**** RECORDS PROVIDED ****

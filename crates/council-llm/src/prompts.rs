//! Prompt templates for analysts and the planner
//!
//! Every role has a system prompt restricting its focus and a debate
//! directive. Request, revision and planning prompts are MiniJinja
//! templates rendered from the engine's task types.

use council_core::{PeerPosition, Proposal, ProposalTask, Request, RevisionTask, Role};
use minijinja::{Environment, context};
use serde::Serialize;

use crate::Result;

const PROPOSAL_TEMPLATE: &str = "proposal";
const REVISION_TEMPLATE: &str = "revision";
const PLANNER_TEMPLATE: &str = "planner";

const PROPOSAL: &str = r#"Focus ticker: {{ subject }}
Horizon: {{ horizon }}
Market context: {{ context or "General market conditions" }}
As of: {{ as_of }}

YOUR ROLE: {{ role_title }} Analyst
{% if hint %}
TASK FROM THE COORDINATOR: {{ hint }}
{% endif %}

Produce a JSON object with keys:
  action: BUY/SELL/HOLD recommendation string
  conviction: float 0-1 for confidence (see scale below)
  thesis: brief paragraph summary
  evidence: array of 2-4 specific bullet strings citing data/reports
  caveats: array of risk warnings
  neutral: true only if you have no usable signal at all

Conviction scale (use the full range):
  0.90-1.00: multiple strong signals align, low downside risk
  0.75-0.89: clear directional signals with solid evidence
  0.60-0.74: favorable setup but some uncertainty remains
  0.45-0.59: weak signals or mixed evidence
  0.20-0.44: highly uncertain or contradictory data
  0.00-0.19: insufficient data or neutral stance

Respond with the JSON object only."#;

const REVISION: &str = r#"=== DEBATE ROUND {{ round }} ===

YOUR ORIGINAL POSITION:
Action: {{ prior.action }}
Conviction: {{ prior.conviction }}
Thesis: {{ prior.thesis }}
Evidence:
{% for item in prior.evidence %}
  - {{ item }}
{% else %}
  (none provided)
{% endfor %}
Caveats:
{% for item in prior.caveats %}
  - {{ item }}
{% else %}
  (none provided)
{% endfor %}

{% if opposing %}
OPPOSING POSITIONS (focus your rebuttal here):
{% for peer in opposing %}

{{ peer.role }} argues for {{ peer.action }} (conviction: {{ peer.conviction }}):
  Thesis: {{ peer.thesis }}
  Evidence:
{% for item in peer.evidence %}
    - {{ item }}
{% else %}
    (none provided)
{% endfor %}
{% endfor %}
{% endif %}
{% if supporting %}

SUPPORTING POSITIONS:
{% for peer in supporting %}

{{ peer.role }}: {{ peer.action }} (conviction: {{ peer.conviction }})
  Thesis: {{ peer.thesis }}
  Evidence:
{% for item in peer.evidence %}
    - {{ item }}
{% else %}
    (none provided)
{% endfor %}
{% endfor %}
{% endif %}
{% if not opposing and not supporting %}
No peer positions available.
{% endif %}

DEBATE DIRECTIVE:
{{ directive }}

YOUR TASK:
1. Review opposing arguments and their specific evidence
2. Address each key counterargument directly
3. Strengthen your position OR revise it if the opposing evidence is compelling
4. Update your conviction based on debate quality:
   - If your evidence withstands scrutiny, maintain or increase conviction
   - If opponents raise valid concerns, reduce conviction
   - If arguments are balanced, move toward HOLD

Return the updated JSON object with the same keys."#;

const PLANNER: &str = r#"Create an analysis plan.

TASK: Analyze {{ subject }} for a {{ horizon }}-term investment decision
MARKET CONTEXT: {{ context or "General market conditions" }}

AVAILABLE ANALYSTS:
{% for analyst in analysts %}
{{ loop.index }}. {{ analyst.role }} - {{ analyst.summary }}
{% endfor %}

INSTRUCTIONS:
1. Decide which analysts are most relevant for this task
2. Specify what each selected analyst should focus on

OUTPUT FORMAT (JSON):
{
    "roles": [{% for analyst in analysts %}"{{ analyst.role }}"{% if not loop.last %}, {% endif %}{% endfor %}],
    "tasks": {
{% for analyst in analysts %}
        "{{ analyst.role }}": "What this analyst should focus on"{% if not loop.last %},{% endif %}

{% endfor %}
    },
    "reasoning": "Brief explanation of the plan"
}

Be strategic: you do not always need every analyst. Respond with the JSON object only."#;

/// System prompt for the planner
pub const PLANNER_SYSTEM_PROMPT: &str = "You are a strategic trading analysis coordinator.";

/// System prompt restricting a role to its own evidence
pub fn system_prompt(role: Role) -> &'static str {
    match role {
        Role::Technical => {
            "You are a TECHNICAL ANALYST specializing in price action and indicators.\n\n\
             YOUR EXCLUSIVE FOCUS:\n\
             - Price trends, support/resistance levels\n\
             - Technical indicators (RSI, MACD, Bollinger Bands, moving averages)\n\
             - Volume patterns and momentum\n\
             - Chart patterns and breakouts\n\n\
             YOU MUST NOT analyze:\n\
             - News headlines or sentiment (the news analyst covers them)\n\
             - Company fundamentals such as earnings, revenue or P/E (the fundamental analyst covers them)\n\n\
             Base your recommendation ONLY on technical signals and price action."
        }
        Role::News => {
            "You are a NEWS AND SENTIMENT ANALYST specializing in market-moving events.\n\n\
             YOUR EXCLUSIVE FOCUS:\n\
             - Recent news headlines and their market impact\n\
             - Regulatory announcements and policy changes\n\
             - Sentiment shifts from news events\n\
             - Macro economic news\n\n\
             YOU MUST NOT analyze:\n\
             - Technical indicators such as RSI, MACD or moving averages (the technical analyst covers them)\n\
             - Financial ratios such as P/E, revenue or margins (the fundamental analyst covers them)\n\n\
             Base your recommendation ONLY on news sentiment and event analysis."
        }
        Role::Fundamental => {
            "You are a FUNDAMENTAL ANALYST specializing in company valuation and financials.\n\n\
             YOUR EXCLUSIVE FOCUS:\n\
             - Valuation metrics (P/E ratio, market cap, P/B ratio)\n\
             - Financial health (revenue, earnings, profit margins, debt)\n\
             - Business fundamentals and competitive position\n\
             - Long-term growth prospects\n\n\
             YOU MUST NOT analyze:\n\
             - Technical indicators such as RSI, MACD or moving averages (the technical analyst covers them)\n\
             - Recent news or sentiment (the news analyst covers them)\n\n\
             Base your recommendation ONLY on fundamental business metrics and valuation."
        }
    }
}

/// How a role should argue during debate
pub fn debate_directive(role: Role) -> &'static str {
    match role {
        Role::Technical => {
            "Respond with TECHNICAL EVIDENCE (price levels, indicator values, volume) \
             that clarifies why your proposal remains valid or requires adjustment."
        }
        Role::News => {
            "Explain how your NEWS AND SENTIMENT perspective supports or challenges \
             the other proposals. Address conflicts directly and cite specific news sources."
        }
        Role::Fundamental => {
            "Argue for or revise your thesis using FUNDAMENTAL METRICS (P/E, revenue, margins). \
             Reconcile any conflicts with peers' perspectives."
        }
    }
}

/// One-line description of a role, shown to the planner
pub fn role_summary(role: Role) -> &'static str {
    match role {
        Role::Technical => "analyzes price action, technical indicators and chart patterns",
        Role::News => "analyzes news events, sentiment and market-moving announcements",
        Role::Fundamental => "analyzes financial metrics, valuation and business fundamentals",
    }
}

#[derive(Serialize)]
struct PositionView {
    role: &'static str,
    action: &'static str,
    conviction: String,
    thesis: String,
    evidence: Vec<String>,
    caveats: Vec<String>,
}

impl From<&Proposal> for PositionView {
    fn from(p: &Proposal) -> Self {
        Self {
            role: p.role().as_str(),
            action: p.action().as_str(),
            conviction: format!("{:.2}", p.conviction()),
            thesis: p.thesis().to_string(),
            evidence: p.evidence().to_vec(),
            caveats: p.caveats().to_vec(),
        }
    }
}

impl From<&PeerPosition> for PositionView {
    fn from(p: &PeerPosition) -> Self {
        Self {
            role: p.role.as_str(),
            action: p.action.as_str(),
            conviction: format!("{:.2}", p.conviction),
            thesis: p.thesis.clone(),
            evidence: p.evidence.clone(),
            caveats: Vec::new(),
        }
    }
}

#[derive(Serialize)]
struct AnalystView {
    role: &'static str,
    summary: &'static str,
}

/// Compiled prompt templates
pub struct PromptBook {
    env: Environment<'static>,
}

impl std::fmt::Debug for PromptBook {
    fn fmt(&self, f: &mut std::fmt::Formatter<'_>) -> std::fmt::Result {
        f.debug_struct("PromptBook").finish_non_exhaustive()
    }
}

impl PromptBook {
    /// Compile the built-in templates
    pub fn new() -> Result<Self> {
        let mut env = Environment::new();
        env.set_trim_blocks(true);
        env.set_lstrip_blocks(true);
        env.add_template(PROPOSAL_TEMPLATE, PROPOSAL)?;
        env.add_template(REVISION_TEMPLATE, REVISION)?;
        env.add_template(PLANNER_TEMPLATE, PLANNER)?;
        Ok(Self { env })
    }

    /// Messages-ready prompt asking for an initial proposal
    pub fn proposal_prompt(&self, task: &ProposalTask) -> Result<String> {
        let request = &task.request;
        let rendered = self.env.get_template(PROPOSAL_TEMPLATE)?.render(context! {
            subject => request.subject(),
            horizon => request.horizon().as_str(),
            context => request.context(),
            as_of => request.as_of().to_rfc3339(),
            role_title => task.role.title(),
            hint => task.hint.as_deref(),
        })?;
        Ok(rendered)
    }

    /// Prompt asking a participant to revise its position
    ///
    /// Opposing peers come first with their full evidence, then supporting
    /// peers.
    pub fn revision_prompt(&self, task: &RevisionTask) -> Result<String> {
        let opposing: Vec<PositionView> = task.opposing().map(PositionView::from).collect();
        let supporting: Vec<PositionView> = task.supporting().map(PositionView::from).collect();

        let rendered = self.env.get_template(REVISION_TEMPLATE)?.render(context! {
            round => task.round,
            prior => PositionView::from(&task.prior),
            opposing => opposing,
            supporting => supporting,
            directive => debate_directive(task.role),
        })?;
        Ok(rendered)
    }

    /// Prompt asking the planner to choose analysts
    pub fn planner_prompt(&self, request: &Request, available: &[Role]) -> Result<String> {
        let analysts: Vec<AnalystView> = available
            .iter()
            .map(|role| AnalystView {
                role: role.as_str(),
                summary: role_summary(*role),
            })
            .collect();

        let rendered = self.env.get_template(PLANNER_TEMPLATE)?.render(context! {
            subject => request.subject(),
            horizon => request.horizon().as_str(),
            context => request.context(),
            analysts => analysts,
        })?;
        Ok(rendered)
    }
}

#[cfg(test)]
mod tests {
    use super::*;
    use council_core::{Action, Horizon};

    fn request() -> Request {
        Request::new("AAPL", Horizon::Medium)
            .unwrap()
            .with_context("Fed meeting this week")
    }

    #[test]
    fn test_system_prompts_are_role_specific() {
        assert!(system_prompt(Role::Technical).contains("TECHNICAL ANALYST"));
        assert!(system_prompt(Role::News).contains("NEWS AND SENTIMENT"));
        assert!(debate_directive(Role::Fundamental).contains("FUNDAMENTAL METRICS"));
    }

    #[test]
    fn test_proposal_prompt() {
        let book = PromptBook::new().unwrap();
        let task = ProposalTask {
            request: request(),
            role: Role::Technical,
            hint: Some("Check the 200-day average".to_string()),
        };

        let prompt = book.proposal_prompt(&task).unwrap();
        assert!(prompt.starts_with("Focus ticker: AAPL\nHorizon: medium\n"));
        assert!(prompt.contains("Market context: Fed meeting this week"));
        assert!(prompt.contains("YOUR ROLE: Technical Analyst"));
        assert!(prompt.contains("TASK FROM THE COORDINATOR: Check the 200-day average"));
    }

    #[test]
    fn test_proposal_prompt_without_context_or_hint() {
        let book = PromptBook::new().unwrap();
        let task = ProposalTask {
            request: Request::new("TSLA", Horizon::Short).unwrap(),
            role: Role::News,
            hint: None,
        };

        let prompt = book.proposal_prompt(&task).unwrap();
        assert!(prompt.contains("Market context: General market conditions"));
        assert!(!prompt.contains("TASK FROM THE COORDINATOR"));
    }

    #[test]
    fn test_revision_prompt_orders_opposing_first() {
        let book = PromptBook::new().unwrap();
        let prior = Proposal::new(Role::Technical, Action::Buy, 0.75, "Breakout confirmed")
            .with_evidence(vec!["Closed above 200-day MA".to_string()]);
        let fundamental = Proposal::new(Role::Fundamental, Action::Sell, 0.7, "Overvalued")
            .with_evidence(vec!["P/E 45 vs sector 22".to_string()]);
        let news = Proposal::new(Role::News, Action::Buy, 0.5, "Upgrade from broker");

        let task = RevisionTask {
            request: request(),
            role: Role::Technical,
            round: 1,
            prior,
            peers: vec![PeerPosition::from(&news), PeerPosition::from(&fundamental)],
        };

        let prompt = book.revision_prompt(&task).unwrap();
        let opposing = prompt.find("OPPOSING POSITIONS").unwrap();
        let supporting = prompt.find("SUPPORTING POSITIONS").unwrap();
        assert!(opposing < supporting);
        assert!(prompt.contains("fundamental argues for SELL (conviction: 0.70):"));
        assert!(prompt.contains("    - P/E 45 vs sector 22"));
        assert!(prompt.contains("  - Closed above 200-day MA"));
        assert!(prompt.contains("Caveats:\n  (none provided)"));
        assert!(prompt.contains(debate_directive(Role::Technical)));
        assert!(!prompt.contains("No peer positions available."));
    }

    #[test]
    fn test_revision_prompt_without_peers() {
        let book = PromptBook::new().unwrap();
        let task = RevisionTask {
            request: request(),
            role: Role::News,
            round: 2,
            prior: Proposal::new(Role::News, Action::Sell, 0.4, "Downgrade"),
            peers: Vec::new(),
        };

        let prompt = book.revision_prompt(&task).unwrap();
        assert!(prompt.starts_with("=== DEBATE ROUND 2 ==="));
        assert!(prompt.contains("No peer positions available."));
    }

    #[test]
    fn test_planner_prompt_lists_available_roles() {
        let book = PromptBook::new().unwrap();
        let prompt = book
            .planner_prompt(&request(), &[Role::News, Role::Fundamental])
            .unwrap();

        assert!(prompt.contains("1. news - analyzes news events"));
        assert!(prompt.contains("2. fundamental - analyzes financial metrics"));
        assert!(prompt.contains(r#""roles": ["news", "fundamental"]"#));
        assert!(!prompt.contains("technical"));
    }
}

****

In the records above, find the lines containing "directly" and copy them.

-- SOLUTION FOR THIS EXERCISE --
2. Address each key counterargument directly
             the other proposals. Address conflicts directly and cite specific news sources."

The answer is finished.